A U.S. Department of Education official has issued a warning that a portion of the September Superior Court court ruling in a Connecticut school funding case could potentially lead to violations of federal special education law.

“Contrary to the lower court’s view, Connecticut and its school districts may not choose to provide special education and related services only for those students whom local educators believe may ostensibly benefit more from a traditional, elementary or secondary academic program,” Ruth E. Ryder, acting director of the federal Office of Special Education Programs wrote in a letter received earlier this month by State Education Commissioner Dianna Wentzell.

“Rather, they have an obligation to provide special education and related services,” the letter continued, “to all eligible children with disabilities, including children with more severe or significant disabilities.”

In her letter, Ryder said her office has been in conversations with the state Department of Education and asked for Wentzell’s “immediate attention to this important matter.”

A spokeswoman for Wentzell referred all calls to state Attorney General George Jepsen, but the spokeswoman for Jepsen said the office is declining to comment. The state has appealed the controversial, wide-ranging 90-page decision in the Connecticut Coalition for Justice in Educational Funding case.

At issue in Ryder’s letter are portions of Superior Court Judge Thomas G. Moukawsher’s ruling in which he called for a change in the “irrational” way Connecticut funds special education services and raised questions about the state’s responsibility to educate extremely disabled children.

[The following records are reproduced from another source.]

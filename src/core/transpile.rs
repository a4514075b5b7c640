//! Output form selection and the transpilation service contract.

use reqwest::blocking::Client;
use serde::Serialize;

use crate::error::{Error, Result};
use crate::project::Project;
use crate::registry::HTTP_TIMEOUT;

const VERSION: &str = env!("CARGO_PKG_VERSION");

pub const TRANSPILE_URL_ENV: &str = "TRANSPILE_URL";

/// Turns TypeScript source into JavaScript.
pub trait Transpiler {
    fn transpile(&self, source: &str) -> Result<String>;
}

/// Posts source text to an HTTP endpoint and reads the transpiled body back.
pub struct RemoteTranspiler {
    client: Client,
    url: Option<String>,
}

impl RemoteTranspiler {
    pub fn new(url: Option<String>) -> Result<Self> {
        let client = Client::builder()
            .user_agent(format!("youtools/{}", VERSION))
            .timeout(HTTP_TIMEOUT)
            .build()
            .map_err(|e| Error::internal_io(e.to_string(), Some("create HTTP client".to_string())))?;

        Ok(Self {
            client,
            url: url.filter(|u| !u.trim().is_empty()),
        })
    }

    pub fn from_env() -> Result<Self> {
        Self::new(std::env::var(TRANSPILE_URL_ENV).ok())
    }
}

impl Transpiler for RemoteTranspiler {
    fn transpile(&self, source: &str) -> Result<String> {
        let url = self.url.as_deref().ok_or_else(|| {
            Error::transpile_unavailable(format!("{} is not set", TRANSPILE_URL_ENV))
        })?;

        let response = self
            .client
            .post(url)
            .header(reqwest::header::CONTENT_TYPE, "text/plain")
            .body(source.to_string())
            .send()
            .map_err(|e| Error::transpile_unavailable(e.to_string()))?;

        let status = response.status();
        if !status.is_success() {
            return Err(Error::transpile_unavailable(format!("HTTP {}", status.as_u16())));
        }

        response
            .text()
            .map_err(|e| Error::transpile_unavailable(e.to_string()))
    }
}

/// Form a utility is written in.
#[derive(Debug, Clone, Copy, PartialEq, Eq, Serialize)]
#[serde(rename_all = "lowercase")]
pub enum OutputMode {
    /// TypeScript, copied verbatim.
    Native,
    /// JavaScript produced by the transpiler.
    Transpiled,
}

impl OutputMode {
    /// Native output needs both the option and the project's tsconfig.json.
    pub fn detect(use_native_language: bool, project: &Project) -> Self {
        if use_native_language && project.has_typescript_marker() {
            OutputMode::Native
        } else {
            OutputMode::Transpiled
        }
    }

    pub fn extension(&self) -> &'static str {
        match self {
            OutputMode::Native => "ts",
            OutputMode::Transpiled => "js",
        }
    }

    pub fn index_file_name(&self) -> String {
        format!("index.{}", self.extension())
    }
}

/// Text to write, plus the reason if the transpiler had to be skipped.
#[derive(Debug)]
pub struct Transformed {
    pub text: String,
    pub warning: Option<Error>,
}

/// Produce the text to materialize for `mode`.
///
/// Transpiler failures and empty responses fall back to the original source.
pub fn select(source: String, mode: OutputMode, transpiler: &dyn Transpiler) -> Transformed {
    if mode == OutputMode::Native {
        return Transformed {
            text: source,
            warning: None,
        };
    }

    match transpiler.transpile(&source) {
        Ok(output) if !output.trim().is_empty() => Transformed {
            text: output,
            warning: None,
        },
        Ok(_) => Transformed {
            text: source,
            warning: Some(Error::transpile_unavailable("transpiler returned an empty body")),
        },
        Err(err) => Transformed {
            text: source,
            warning: Some(err),
        },
    }
}

#[cfg(test)]
mod tests {
    use super::*;
    use std::cell::Cell;
    use tempfile::tempdir;

    struct Fixed(Result<String>, Cell<usize>);

    impl Transpiler for Fixed {
        fn transpile(&self, _source: &str) -> Result<String> {
            self.1.set(self.1.get() + 1);
            self.0.clone()
        }
    }

    #[test]
    fn native_mode_passes_source_through() {
        let transpiler = Fixed(Ok("js".to_string()), Cell::new(0));
        let out = select("ts source".to_string(), OutputMode::Native, &transpiler);

        assert_eq!(out.text, "ts source");
        assert!(out.warning.is_none());
        assert_eq!(transpiler.1.get(), 0);
    }

    #[test]
    fn transpiled_mode_uses_service_output() {
        let transpiler = Fixed(Ok("var x = 1;".to_string()), Cell::new(0));
        let out = select("let x: number = 1;".to_string(), OutputMode::Transpiled, &transpiler);

        assert_eq!(out.text, "var x = 1;");
        assert!(out.warning.is_none());
    }

    #[test]
    fn service_failure_falls_back_to_source() {
        let transpiler = Fixed(Err(Error::transpile_unavailable("connection refused")), Cell::new(0));
        let out = select("let x: number = 1;".to_string(), OutputMode::Transpiled, &transpiler);

        assert_eq!(out.text, "let x: number = 1;");
        assert_eq!(out.warning.unwrap().code.as_str(), "transpile.unavailable");
    }

    #[test]
    fn empty_service_output_falls_back_to_source() {
        let transpiler = Fixed(Ok("  \n".to_string()), Cell::new(0));
        let out = select("const a = 1;".to_string(), OutputMode::Transpiled, &transpiler);

        assert_eq!(out.text, "const a = 1;");
        assert!(out.warning.is_some());
    }

    #[test]
    fn remote_transpiler_without_url_is_unavailable() {
        let transpiler = RemoteTranspiler::new(None).unwrap();
        let err = transpiler.transpile("const a = 1;").unwrap_err();
        assert_eq!(err.code.as_str(), "transpile.unavailable");
    }

    #[test]
    fn native_mode_requires_marker() {
        let dir = tempdir().unwrap();
        let project = Project::new(dir.path());
        assert_eq!(OutputMode::detect(true, &project), OutputMode::Transpiled);

        std::fs::write(dir.path().join("tsconfig.json"), "{}").unwrap();
        assert_eq!(OutputMode::detect(true, &project), OutputMode::Native);
        assert_eq!(OutputMode::detect(false, &project), OutputMode::Transpiled);
        assert_eq!(OutputMode::Native.index_file_name(), "index.ts");
    }
}
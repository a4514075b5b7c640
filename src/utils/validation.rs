//! Input validation primitives.

use crate::error::{Error, Result};
use regex::Regex;
use std::sync::OnceLock;

fn utility_name_pattern() -> &'static Regex {
    static PATTERN: OnceLock<Regex> = OnceLock::new();
    PATTERN.get_or_init(|| Regex::new(r"^[A-Za-z0-9][A-Za-z0-9_-]*$").expect("valid regex"))
}

/// Require a collection to be non-empty.
pub fn require_non_empty_vec<'a, T>(vec: &'a [T], field: &str) -> Result<&'a [T]> {
    if vec.is_empty() {
        Err(Error::validation_missing_argument(vec![field.to_string()]))
    } else {
        Ok(vec)
    }
}

/// Require a utility name that is safe to use as a file stem and URL segment.
pub fn require_utility_name(name: &str) -> Result<&str> {
    if utility_name_pattern().is_match(name) {
        Ok(name)
    } else {
        Err(Error::validation_invalid_argument(
            "utils",
            "Utility names may only contain letters, digits, '-' and '_'",
            Some(name.to_string()),
        ))
    }
}
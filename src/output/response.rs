//! CLI response formatting and output.
//!
//! Provides JSON envelope, printing, and exit code mapping.

use serde::Serialize;
use youtools::error::Hint;
use youtools::{Error, ErrorCode, Result};

#[derive(Debug, Serialize)]
pub struct CliResponse<T: Serialize> {
    pub success: bool,
    #[serde(skip_serializing_if = "Option::is_none")]
    pub data: Option<T>,
    #[serde(skip_serializing_if = "Option::is_none")]
    pub error: Option<CliError>,
}

#[derive(Debug, Serialize)]
pub struct CliError {
    pub code: String,
    pub message: String,
    pub details: serde_json::Value,
    #[serde(skip_serializing_if = "Option::is_none")]
    pub hints: Option<Vec<Hint>>,
    #[serde(skip_serializing_if = "Option::is_none")]
    pub retryable: Option<bool>,
}

impl<T: Serialize> CliResponse<T> {
    pub fn success(data: T, success: bool) -> Self {
        Self {
            success,
            data: Some(data),
            error: None,
        }
    }

    fn to_json(&self) -> Result<String> {
        serde_json::to_string_pretty(self).map_err(|e| {
            Error::internal_json(e.to_string(), Some("serialize response".to_string()))
        })
    }
}

impl CliResponse<()> {
    pub fn from_error(err: &Error) -> Self {
        Self {
            success: false,
            data: None,
            error: Some(CliError {
                code: err.code.as_str().to_string(),
                message: err.message.clone(),
                details: err.details.clone(),
                hints: if err.hints.is_empty() {
                    None
                } else {
                    Some(err.hints.clone())
                },
                retryable: err.retryable,
            }),
        }
    }
}

fn print_response<T: Serialize>(response: &CliResponse<T>) {
    use std::io::{self, Write};

    let payload = match response.to_json() {
        Ok(payload) => payload,
        Err(err) => {
            eprintln!("{}", err.summary());
            return;
        }
    };

    let stdout = io::stdout();
    let mut handle = stdout.lock();
    if let Err(e) = writeln!(handle, "{}", payload) {
        // Exit quietly on SIGPIPE
        if e.kind() != io::ErrorKind::BrokenPipe {
            eprintln!("write stdout: {}", e);
        }
    }
}

/// Serialize a command result alongside its exit code.
pub fn map_cmd_result_to_json<T: Serialize>(
    result: Result<(T, i32)>,
) -> (Result<serde_json::Value>, i32) {
    match result {
        Ok((data, exit_code)) => match serde_json::to_value(data) {
            Ok(value) => (Ok(value), exit_code),
            Err(err) => (
                Err(Error::internal_json(
                    err.to_string(),
                    Some("serialize response".to_string()),
                )),
                1,
            ),
        },
        Err(err) => {
            let exit_code = exit_code_for_error(err.code);
            (Err(err), exit_code)
        }
    }
}

pub fn exit_code_for_error(code: ErrorCode) -> i32 {
    match code {
        ErrorCode::ConfigMalformed
        | ErrorCode::ConfigAlreadyExists
        | ErrorCode::ValidationMissingArgument
        | ErrorCode::ValidationInvalidArgument => 2,

        ErrorCode::RegistryNotFound => 4,

        ErrorCode::RegistryRequestFailed | ErrorCode::TranspileUnavailable => 20,

        ErrorCode::WriteFailed
        | ErrorCode::InternalIoError
        | ErrorCode::InternalJsonError
        | ErrorCode::InternalUnexpected => 1,
    }
}

/// Print the envelope. A zero exit code marks the response successful.
pub fn print_json_result(result: Result<serde_json::Value>, exit_code: i32) {
    match result {
        Ok(data) => print_response(&CliResponse::success(data, exit_code == 0)),
        Err(err) => print_response(&CliResponse::<()>::from_error(&err)),
    }
}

“The call is not about whether certain profoundly disabled children are entitled to a ‘free appropriate public education,'” Moukawsher wrote in the Sept. 7 decision. “It is about whether schools can decide in an education plan for a covered child that the child has a minimal or no chance for education, and therefore the school should not make expensive, extensive, and ultimately pro-forma efforts.”

In her letter, Ryder noted that the decision states that “… the education appropriate for some students with disabilities may be extremely limited because they are too profoundly disabled to get any benefit from an elementary or secondary school education.”

“The decision states that ‘schools [should] identify and focus their efforts on those disabled students who can profit from some form of elementary and secondary education,'” Ryder’s letter continued.

Finally, Ryder wrote, the court ordered the state to “submit new standards concerning special education which rationally, substantially and verifiably link special education spending with elementary and secondary education.”

Ryder said under the Individuals with Disabilities Education Act, Congress noted that “improving educational results for children with disabilities is an essential element to our national policy of ensuring equality of opportunity, full participation, independent living, and economic self-sufficiency for individuals with disabilities.”

The Act requires the state to provide special education and related services to children with a broad array of “physical, emotional and intellectual impairments and conditions,” Ryder wrote.

Ryder said that a child’s education performance under IDEA “encompasses both academic and nonacademic areas.”

She wrote that it may be that an appropriate program for a child with more significant or severe disabilities would include “many skills that are not part of a traditional, elementary or secondary academic program or curriculum.”

Moukawsher’s ruling called for far-reaching reforms, declaring that “Connecticut is defaulting on its constitutional duty” to fairly educate its poorest children, and ordered the state to come up with a new funding formula for public schools.

The decision also directed the state to devise clear standards for both the elementary and high school levels, including developing a graduation test. Moukawsher also ordered a complete overhaul of Connecticut’s system of evaluating teachers, principals and superintendents.

The portion of his decision on special education came under immediate criticism from parents and advocates for children with disabilities.